NAGORDOLA
I tugged at Dadu's crisp white shirt as he struck up a conversation with Amir Chacha.
"Look how much he's grown since the last time I saw him," Chacha said, and ruffled my hair. The last time I had seen him was a year ago, and even though I had only taken a small leap from age six to seven in the meantime, I felt much older and quite proud of myself. Any other day, I would have liked for them to keep the conversation rolling, but not today.
Time was running out. What if we got to the far end of the courtyard and the nagordola was no longer there? What if we were too late?
The road that led to the only primary school in the tiny village of Dashora had changed quite a lot over the last five years. Yes, it still meandered through the paddy fields that now glared in the scorching sunlight of the new summer but the earthen track had been replaced by a gravel road much easier to drive through. I glanced at the reflection of the people, clad in brightly coloured outfits, making their way to the fair in my rearview mirror and noticed an old man and a boy. The man held the boy's hand and together they trotted towards the fair, talking and laughing. I caught myself smiling at the sight.
Dadu's palms had always fascinated me. His life lines, dark brown against his wheatish skin, crisscrossed like the alleyways of Puran Dhaka, and his fingertips were permanently dented from working as a typist for more than half a century. As we jostled through the sweaty crowd, he held my hand in his calloused grip and I felt relieved thinking I would never be lost as long as he was with me.
Every now and then, he would stop to see a familiar face and have a chat with them, much to my dismay. Right now, he was talking to Moni'r Ma, who sat on her haunches on the ground and churned an overly sweet and shockingly bright pink cotton candy. As she handed me the candy, she smiled and said I took after my mother and if I stuck around a little longer, she would introduce me to Moni. I came to this fair every year on Pahela Baishakh and every year, she said the same thing. It had been seven years, and I still hadn't met Moni.
I made sure Dadu kept walking. I dragged him forward even when he insisted to buy me some toys from the array of stalls set up against the boundary walls of the school building. "All I want is to see the nagordola." I squealed and even amid the chaos, I could hear Dadu's hearty laughter.
I had spent eighteen Pahela Baishakhs in this fair with Dadu. I left my city and my friends and had my parents drive me all the way to the outskirts of Dhaka because this was a holiday reserved solely for him. When I was nineteen, my parents brought him to the city a week prior to the fourteenth of April with a severe case of jaundice.

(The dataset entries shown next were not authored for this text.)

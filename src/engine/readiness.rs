//! Read-only progress queries polled by traders and the host.

use std::collections::HashSet;

use crate::error::Result;
use crate::storage::EntityStore;
use crate::types::{Market, MarketProgress, RoundStat, TraderStatus};

/// Whether the trader has made their own decision for the market's current
/// round. A forced trade does not count.
pub async fn is_ready<S: EntityStore + ?Sized>(store: &S, trader_id: i64) -> Result<bool> {
    let trader = store.get_trader(trader_id).await?;
    let market = store.get_market(&trader.market_id).await?;
    let trades = store.trades_for_trader(trader_id, market.round).await?;
    Ok(trades.len() == 1 && !trades[0].was_forced)
}

/// Trader count and how many have a trade row for the current round.
pub async fn market_progress<S: EntityStore + ?Sized>(
    store: &S,
    market_id: &str,
) -> Result<MarketProgress> {
    let market = store.get_market(market_id).await?;
    let traders = store.traders_in_market(market_id).await?;
    let trades = store.trades_for_round(market_id, market.round).await?;
    Ok(MarketProgress {
        num_traders: traders.len(),
        num_ready_traders: trades.len(),
    })
}

pub async fn current_round<S: EntityStore + ?Sized>(store: &S, market_id: &str) -> Result<i64> {
    Ok(store.get_market(market_id).await?.round)
}

/// The host's monitor table: one row per trader, ordered by join.
pub async fn trader_table<S: EntityStore + ?Sized>(
    store: &S,
    market_id: &str,
) -> Result<Vec<TraderStatus>> {
    let market = store.get_market(market_id).await?;
    let traders = store.traders_in_market(market_id).await?;
    let trades = store.trades_for_round(market_id, market.round).await?;
    let decided: HashSet<i64> = trades
        .iter()
        .filter(|t| !t.was_forced)
        .map(|t| t.trader_id)
        .collect();

    Ok(traders
        .into_iter()
        .map(|t| TraderStatus {
            ready: decided.contains(&t.id),
            name: t.name,
            prod_cost: t.prod_cost,
            balance: t.balance,
        })
        .collect())
}

/// Names of the traders with a trade row for the current round.
pub async fn traders_this_round<S: EntityStore + ?Sized>(
    store: &S,
    market_id: &str,
) -> Result<Vec<String>> {
    let market = store.get_market(market_id).await?;
    let traders = store.traders_in_market(market_id).await?;
    let trades = store.trades_for_round(market_id, market.round).await?;
    let with_trade: HashSet<i64> = trades.iter().map(|t| t.trader_id).collect();

    Ok(traders
        .into_iter()
        .filter(|t| with_trade.contains(&t.id))
        .map(|t| t.name)
        .collect())
}

/// Settled rounds of a market, oldest first.
pub async fn round_history<S: EntityStore + ?Sized>(
    store: &S,
    market_id: &str,
) -> Result<Vec<RoundStat>> {
    // Distinguish an unknown market from one with no settled rounds.
    store.get_market(market_id).await?;
    store.round_stats(market_id).await
}

pub async fn markets_created_by<S: EntityStore + ?Sized>(
    store: &S,
    owner: &str,
) -> Result<Vec<Market>> {
    store.markets_created_by(owner).await
}

// ---------------------------------------------------------------------------
// Tests
// ---------------------------------------------------------------------------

The first morning of Baishakh saw the two of us in a desolate hospital balcony, him in his wheel chair and I standing next to him with the bag of saline in my hand, looking out at the rally of a thousand Bengalis marching for a peaceful new year. "Look at us celebrate!" he said. His voice was hoarse and weak but his eyes gleamed with tears of joy and pride.
I stood before the majestic ride, awestruck. It sliced through the air in a complete circle, like the second hand of a clock going too fast and creaking after every spin. Every year, it seemed more entrancing than the previous although nothing had changed about it in particular. The people sitting on the benches screamed and laughed, and as I watched them, my heart sank.
"Let him do whatever he wants, Baba, but do not let him ride the nagordola. It's dangerous and I do not wish to lose my son!" My mother's toxic words echoed inside my head and even though Dadu had tried convincing her for the last eight years to at least let me ride it once, she wouldn't listen.
As my eyes welled, Dadu stooped down and wrapped his arm around my shoulders. "It's okay." He said. "I'll buy you a miniature one you can play with all the time." And so he did. A little wooden nagordola found itself next to six identical ones in my showcase back at home.
When I told Dadu I was coming home this April, he was elated. When I told him I was going to spend Pahela Baishakh with him like old times, I could feel him smiling a nearly toothless smile on the other side of the phone. He was in the middle of a conversation with his peers in a tea stall when I called, and I heard him say to them, "My grandson's coming home! He's a grown man now, you'll see!"
It didn't take long to find him once I reached the school's courtyard. His face beamed as he stood, six feet tall in a crisp white shirt, by the gate and as I approached him, he pulled me into a warm embrace. He didn't have to stoop down to hug me anymore.
"Do they still have the nagordola, Dadu?" I asked as we entered the fair.
"Of course they do, at the far end like before! A Baishakhi mela without a nagordola is an absurd thought! " He replied.
"Good to know." I stopped in my tracks and turned to face him.
Dadu looked at me, confused as I smiled, ear to ear, like a child. A moment later, he broke into a feat of laughter and shook his head.
Nobody could stop us from riding the nagordola today.